Exercise goal
Output a verbatim copy of the data, cut off after the line that contains "fn write_lines<W: Write>(writer: &mut".

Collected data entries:
───
//! JSON Lines output writer.
//!
//! One match per line, convenient for `jq`, log shippers and incremental
//! ingestion.

use std::fs::File;
use std::io::{BufWriter, Write};
use std::path::Path;

use crate::MatchRecord;
use crate::error::Result;

/// Writes matches as JSON Lines.
pub fn write_jsonl(matches: &[MatchRecord], output_path: impl AsRef<Path>) -> Result<()> {
    let mut writer = BufWriter::new(File::create(output_path)?);
    write_lines(&mut writer, matches)?;
    writer.flush()?;
    Ok(())
}

/// Converts matches to a JSON Lines string.
pub fn to_jsonl(matches: &[MatchRecord]) -> Result<String> {
    let mut buf = Vec::new();
    write_lines(&mut buf, matches)?;
    Ok(String::from_utf8(buf)?)
}

fn write_lines<W: Write>(writer: &mut W, matches: &[MatchRecord]) -> Result<()> {
    for m in matches {
        serde_json::to_writer(&mut *writer, m)?;
        writer.write_all(b"\n")?;
    }
    Ok(())
}

#[cfg(test)]
mod tests {
    use super::*;
    use chrono::{TimeZone, Utc};
    use tempfile::NamedTempFile;

    fn record(id: u64) -> MatchRecord {
        MatchRecord {
            group: "g".into(),
            group_link: "@g".into(),
            sender: "Unknown".into(),
            message_id: id,
            timestamp: Utc.with_ymd_and_hms(2024, 1, 2, 3, 4, 5).unwrap(),
            text: "line one\nline two".into(),
            url: Some(format!("https://t.me/g/{}", id)),
            views: 3,
            forwards: 0,
            replies: 0,
            reactions: 0,
        }
    }

    #[test]
    fn test_one_object_per_line() {
        let jsonl = to_jsonl(&[record(1), record(2)]).unwrap();
        let lines: Vec<&str> = jsonl.lines().collect();
        assert_eq!(lines.len(), 2);

        let second: MatchRecord = serde_json::from_str(lines[1]).unwrap();
        assert_eq!(second.message_id, 2);
        assert_eq!(second.text, "line one\nline two");
    }

    #[test]
    fn test_write_jsonl_file() {
        let temp = NamedTempFile::new().unwrap();
        write_jsonl(&[record(1)], temp.path()).unwrap();
        let content = std::fs::read_to_string(temp.path()).unwrap();
        assert!(content.ends_with('\n'));
        assert!(content.contains("\"views\":3"));
    }
}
───
Solution to the exercise
//! JSON Lines output writer.
//!
//! One match per line, convenient for `jq`, log shippers and incremental
//! ingestion.

use std::fs::File;
use std::io::{BufWriter, Write};
use std::path::Path;

use crate::MatchRecord;
use crate::error::Result;

/// Writes matches as JSON Lines.
pub fn write_jsonl(matches: &[MatchRecord], output_path: impl AsRef<Path>) -> Result<()> {
    let mut writer = BufWriter::new(File::create(output_path)?);
    write_lines(&mut writer, matches)?;
    writer.flush()?;
    Ok(())
}

/// Converts matches to a JSON Lines string.
pub fn to_jsonl(matches: &[MatchRecord]) -> Result<String> {
    let mut buf = Vec::new();
    write_lines(&mut buf, matches)?;
    Ok(String::from_utf8(buf)?)
}

fn write_lines<W: Write>(writer: &mut W, matches: &[MatchRecord]) -> Result<()> {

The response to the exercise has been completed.